A esperança escondida em uma bomba aérea

Em uma cidade do País Basco, durante a guerra civil iniciada pelo ditador Francisco Franco, uma bomba atingiu a praça central, mas nunca explodiu. Os moradores não ousaram movê-la, muito menos desarmá-la. Lá permaneceu por anos durante a ditadura Franco como um símbolo de morte, do poder do regime e do castigo para quem se rebelou.

Um dia, um dos habitantes decidiu remover o dispositivo sozinho. Mas logo muitos se juntaram a ele. A ideia era desarmar a bomba e levá-la para longe. Mas no lugar do detonador, encontraram um papel contendo algumas palavras escritas em alemão. Felizmente, havia uma pessoa que conseguiu traduzi-las: “Saudações de um operário alemão que não mata inocentes”, dizia o bilhete.

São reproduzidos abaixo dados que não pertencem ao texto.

//! *A small command line argument parser built around declared argument slots.*
//!
//! Arguments are declared at runtime on an [`ArgParser`], each holding
//! `String`, `i32` or `bool` values, optionally with a short alias, a default,
//! multi-value or positional binding. A parse resolves the tokens into those
//! slots, and values are then read back by name.
//!
//! ```
//! use argslot::ArgParser;
//!
//! let mut parser = ArgParser::new("wc");
//! parser.add_help(('h', "help"), "Count lines in files.")?;
//! parser.add_flag(('l', "lines"), "Print line counts")?;
//! parser.add_int_argument("limit", "Stop after this many files")?.default_value(10);
//! parser.add_string_argument("file", "Input files")?.multi_value(1).positional();
//!
//! parser.parse_from(["wc", "-l", "a.txt", "b.txt"])?;
//! assert!(parser.get_flag("lines")?);
//! assert_eq!(parser.get_int_value("limit")?, 10);
//! assert_eq!(parser.values::<String>("file")?, ["a.txt", "b.txt"]);
//! # Ok::<(), argslot::Error>(())
//! ```
//!
//! Parsing reports the first failure as an [`Error`], while every argument
//! keeps its own [`ErrorStatus`]. Rejected tokens and other diagnostics are
//! also emitted as [`tracing`] events.
#![forbid(unsafe_code)]

mod argument;
mod error;
mod parser;
mod runtime;
mod slot;
mod values;

#[cfg(feature = "help")]
mod help;

pub use crate::argument::{Argument, ArgumentMetadata};
pub use crate::error::{Error, ErrorKind, ErrorStatus};
pub use crate::parser::{ArgNames, ArgParser};
pub use crate::slot::Slot;
pub use crate::values::{ArgValue, Value};

pub type Result<T, E = Error> = std::result::Result<T, E>;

A partir daquele momento, decidiram manter a bomba na praça como símbolo da resistência, do fim do medo e do poder de um povo com consciência de classe. Tudo isso porque um trabalhador alemão arriscou a pele, em meio à ditadura nazista, e deixou claro que nem o medo nem o regime seriam capazes de torná-lo mais um monstro.

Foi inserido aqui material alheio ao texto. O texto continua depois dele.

use std::collections::HashMap;
use std::ffi::OsString;

use crate::argument::Argument;
use crate::error::{Error, ErrorKind, ErrorStatus};
use crate::runtime::Argv;
use crate::slot::Slot;
use crate::values::{ArgValue, Value};
use crate::Result;

/// The names an argument is declared with: a long name, optionally with a
/// single-character short alias.
///
/// ```
/// # use argslot::ArgParser;
/// let mut parser = ArgParser::new("app");
/// parser.add_flag("verbose", "Long name only")?;
/// parser.add_flag(('q', "quiet"), "With `-q` as alias")?;
/// # Ok::<(), argslot::Error>(())
/// ```
pub trait ArgNames {
    fn into_names(self) -> (Option<char>, String);
}

impl ArgNames for &str {
    fn into_names(self) -> (Option<char>, String) {
        (None, self.to_owned())
    }
}

impl ArgNames for String {
    fn into_names(self) -> (Option<char>, String) {
        (None, self)
    }
}

impl ArgNames for (char, &str) {
    fn into_names(self) -> (Option<char>, String) {
        (Some(self.0), self.1.to_owned())
    }
}

impl ArgNames for (char, String) {
    fn into_names(self) -> (Option<char>, String) {
        (Some(self.0), self.1)
    }
}

/// A registry of declared arguments and the parser over them.
///
/// Arguments are kept in declaration order, which is the order positional
/// arguments are filled in and the order of help lines. Values may be
/// written through to caller-owned storage living for `'a`.
#[derive(Debug, Default)]
pub struct ArgParser<'a> {
    name: String,
    help_keyword: Option<String>,
    pub(crate) slots: Vec<Slot<'a>>,
    /// Short alias to long name.
    aliases: HashMap<char, String>,
}

impl<'a> ArgParser<'a> {
    pub fn new(name: impl Into<String>) -> Self {
        Self { name: name.into(), ..Self::default() }
    }

    /// The program name shown in help.
    #[must_use]
    pub fn name(&self) -> &str {
        &self.name
    }

    /// Declare an argument holding values of type `T`.
    ///
    /// Fails if the name or short alias is already taken, or is not a valid
    /// name: empty, starting with `-`, or containing `=`.
    pub fn add_argument<T: ArgValue>(
        &mut self,
        names: impl ArgNames,
        description: impl Into<String>,
    ) -> Result<&mut Argument<'a, T>> {
        let (short, name) = names.into_names();
        self.check_names(short, &name)?;
        Ok(self.insert(short, name, description.into()))
    }

    pub fn add_string_argument(
        &mut self,
        names: impl ArgNames,
        description: impl Into<String>,
    ) -> Result<&mut Argument<'a, String>> {
        self.add_argument(names, description)
    }

    pub fn add_int_argument(
        &mut self,
        names: impl ArgNames,
        description: impl Into<String>,
    ) -> Result<&mut Argument<'a, i32>> {
        self.add_argument(names, description)
    }

    /// Declare a boolean flag. It is `false` unless given, and `--name` or
    /// `-n` alone sets it.
    pub fn add_flag(
        &mut self,
        names: impl ArgNames,
        description: impl Into<String>,
    ) -> Result<&mut Argument<'a, bool>> {
        self.add_argument(names, description)
    }

    /// Declare the help flag. When it is set, parsing always succeeds.
    ///
    /// Its description is the program description in the help text.
    pub fn add_help(
        &mut self,
        names: impl ArgNames,
        description: impl Into<String>,
    ) -> Result<&mut Argument<'a, bool>> {
        let (short, name) = names.into_names();
        self.check_names(short, &name)?;
        self.help_keyword = Some(name.clone());
        Ok(self.insert(short, name, description.into()))
    }

    fn check_names(&self, short: Option<char>, name: &str) -> Result<()> {
        if name.is_empty() || name.starts_with('-') || name.contains('=') {
            return Err(ErrorKind::InvalidName.with_input(name));
        }
        if self.find(name).is_some() {
            return Err(ErrorKind::DuplicateName.with_arg(name));
        }
        if let Some(ch) = short {
            if matches!(ch, '-' | '=') || ch.is_whitespace() {
                return Err(ErrorKind::InvalidName.with_arg(name).with_input(format!("-{ch}")));
            }
            if let Some(prev) = self.aliases.get(&ch) {
                tracing::debug!(short = %ch, taken_by = %prev, "short name collision");
                return Err(ErrorKind::DuplicateShortName.with_arg(name).with_input(format!("-{ch}")));
            }
        }
        Ok(())
    }

    fn insert<T: ArgValue>(
        &mut self,
        short: Option<char>,
        name: String,
        description: String,
    ) -> &mut Argument<'a, T> {
        if let Some(ch) = short {
            self.aliases.insert(ch, name.clone());
        }
        self.slots.push(T::into_slot(Argument::new(short, name, description)));
        match self.slots.last_mut().and_then(T::from_slot_mut) {
            Some(arg) => arg,
            None => unreachable!("a {} slot was just pushed", T::TYPE_NAME),
        }
    }

    /// Index of the argument with exactly this long name.
    #[must_use]
    pub fn find(&self, name: &str) -> Option<usize> {
        self.slots.iter().position(|slot| slot.name() == name)
    }

    pub(crate) fn find_short(&self, short: char) -> Option<usize> {
        self.aliases.get(&short).and_then(|name| self.find(name))
    }

    /// Declared arguments in declaration order.
    pub fn slots(&self) -> impl ExactSizeIterator<Item = &Slot<'a>> {
        self.slots.iter()
    }

    /// Parse an argument vector whose first element is the program name.
    ///
    /// Returns `Ok(())` when every token was consumed and every argument is
    /// valid, or whenever help was requested. Otherwise returns the first
    /// failure. Values and error statuses are updated either way, and are
    /// not reset by a later parse.
    pub fn parse_from<I, T>(&mut self, args: I) -> Result<()>
    where
        I: IntoIterator<Item = T>,
        T: Into<OsString>,
    {
        let args = args.into_iter().map(Into::into).collect::<Vec<OsString>>();
        if args.is_empty() {
            return Err(ErrorKind::MissingArg0.into());
        }
        let ret = self.parse_argv(Argv::new(&args));
        if ret.is_err() && self.help() {
            tracing::debug!("help requested, skipping validation");
            return Ok(());
        }
        ret
    }

    /// Parse the arguments of the current process.
    pub fn parse_env(&mut self) -> Result<()> {
        self.parse_from(std::env::args_os())
    }

    /// Whether the help flag is declared and set.
    #[must_use]
    pub fn help(&self) -> bool {
        self.help_keyword
            .as_deref()
            .and_then(|name| self.get::<bool>(name, 0).ok())
            .unwrap_or(false)
    }

    #[cfg_attr(not(feature = "help"), allow(dead_code))]
    pub(crate) fn help_slot(&self) -> Option<&Slot<'a>> {
        let name = self.help_keyword.as_deref()?;
        self.slot(name).ok()
    }

    pub fn slot(&self, name: &str) -> Result<&Slot<'a>> {
        match self.find(name) {
            Some(idx) => Ok(&self.slots[idx]),
            None => Err(ErrorKind::NoSuchArgument.with_arg(name)),
        }
    }

    fn slot_mut(&mut self, name: &str) -> Result<&mut Slot<'a>> {
        match self.find(name) {
            Some(idx) => Ok(&mut self.slots[idx]),
            None => Err(ErrorKind::NoSuchArgument.with_arg(name)),
        }
    }

    /// The typed argument named `name`.
    pub fn argument<T: ArgValue>(&self, name: &str) -> Result<&Argument<'a, T>> {
        let slot = self.slot(name)?;
        T::from_slot(slot).ok_or_else(|| wrong_type(name, slot))
    }

    /// The typed argument named `name`, for configuration after declaration.
    pub fn argument_mut<T: ArgValue>(&mut self, name: &str) -> Result<&mut Argument<'a, T>> {
        let slot = self.slot_mut(name)?;
        let actual = slot.value_type();
        match T::from_slot_mut(slot) {
            Some(arg) => Ok(arg),
            None => Err(ErrorKind::WrongType.with_arg(name).with_input(actual)),
        }
    }

    /// The value at `index` of argument `name`.
    ///
    /// Fails with [`ErrorKind::NoSuchArgument`] for an undeclared name and
    /// [`ErrorKind::WrongType`] if the argument holds another type.
    pub fn get<T: ArgValue>(&self, name: &str, index: usize) -> Result<T> {
        self.argument::<T>(name)?
            .value(index)
            .cloned()
            .ok_or_else(|| ErrorKind::IndexOutOfRange.with_arg(name).with_input(index.to_string()))
    }

    /// All values of argument `name`.
    pub fn values<T: ArgValue>(&self, name: &str) -> Result<&[T]> {
        Ok(self.argument::<T>(name)?.values())
    }

    pub fn get_value(&self, name: &str, index: usize) -> Result<Value> {
        self.slot(name)?
            .value(index)
            .ok_or_else(|| ErrorKind::IndexOutOfRange.with_arg(name).with_input(index.to_string()))
    }

    pub fn get_string_value(&self, name: &str) -> Result<String> {
        self.get(name, 0)
    }

    pub fn get_int_value(&self, name: &str) -> Result<i32> {
        self.get(name, 0)
    }

    pub fn get_flag(&self, name: &str) -> Result<bool> {
        self.get(name, 0)
    }

    /// The error recorded on argument `name` by the last parse, if any.
    pub fn error_status(&self, name: &str) -> Result<Option<ErrorStatus>> {
        Ok(self.slot(name)?.metadata().error_status)
    }
}

fn wrong_type(name: &str, slot: &Slot<'_>) -> Error {
    ErrorKind::WrongType.with_arg(name).with_input(slot.value_type())
}

#[cfg(test)]
mod tests {
    use super::*;

    #[test]
    fn registration_rejects_collisions() {
        let mut p = ArgParser::new("app");
        p.add_string_argument(('o', "output"), "").unwrap();

        let err = p.add_int_argument("output", "").unwrap_err();
        assert_eq!(err.kind(), ErrorKind::DuplicateName);

        let err = p.add_flag(('o', "overwrite"), "").unwrap_err();
        assert_eq!(err.kind(), ErrorKind::DuplicateShortName);
        assert_eq!(err.input(), Some("-o"));
        // A rejected declaration leaves nothing behind.
        assert_eq!(p.find("overwrite"), None);
        assert_eq!(p.find_short('o'), Some(0));

        for bad in ["", "-x", "a=b"] {
            assert_eq!(p.add_flag(bad, "").unwrap_err().kind(), ErrorKind::InvalidName);
        }
        assert_eq!(p.add_flag(('=', "eq"), "").unwrap_err().kind(), ErrorKind::InvalidName);
    }

    #[test]
    fn lookup_is_exact() {
        let mut p = ArgParser::new("app");
        p.add_flag("verbose", "").unwrap();
        assert_eq!(p.find("verbose"), Some(0));
        assert_eq!(p.find("verb"), None);
        assert_eq!(p.find("Verbose"), None);
    }

    #[test]
    fn typed_lookup() {
        let mut p = ArgParser::new("app");
        p.add_int_argument("count", "").unwrap().default_value(3);

        assert_eq!(p.get::<i32>("count", 0).unwrap(), 3);
        assert_eq!(p.get_value("count", 0).unwrap(), Value::Int(3));

        let err = p.get_string_value("count").unwrap_err();
        assert_eq!(err.kind(), ErrorKind::WrongType);
        assert_eq!(err.input(), Some("int"));
        assert_eq!(p.argument_mut::<bool>("count").unwrap_err().kind(), ErrorKind::WrongType);

        assert_eq!(p.get_int_value("missing").unwrap_err().kind(), ErrorKind::NoSuchArgument);
        assert_eq!(p.get::<i32>("count", 1).unwrap_err().kind(), ErrorKind::IndexOutOfRange);
    }

    #[test]
    fn help_flag() {
        let mut p = ArgParser::new("app");
        assert!(!p.help());
        p.add_help(('h', "help"), "Does things.").unwrap();
        assert!(!p.help());
        assert_eq!(p.help_slot().map(Slot::name), Some("help"));
    }
}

Se você vive sob regime fascista ou sob qualquer regime de morte e tem o estranho “privilégio” de ser empregado, recebendo um salário, dentro dele, você o sabota. Não precisa estudar ciências políticas para saber disso. Você precisa somente de sensibilidade e empatia, e de saber as consequências humanas das políticas que estão sendo aplicadas diante do seu nariz.

O relato acima é o resumo de um capítulo do livro “Pelo buraco da fechadura”, recém-publicado por Mário Prata. Mostra como é possível arrancar esperança dos momentos mais trágicos.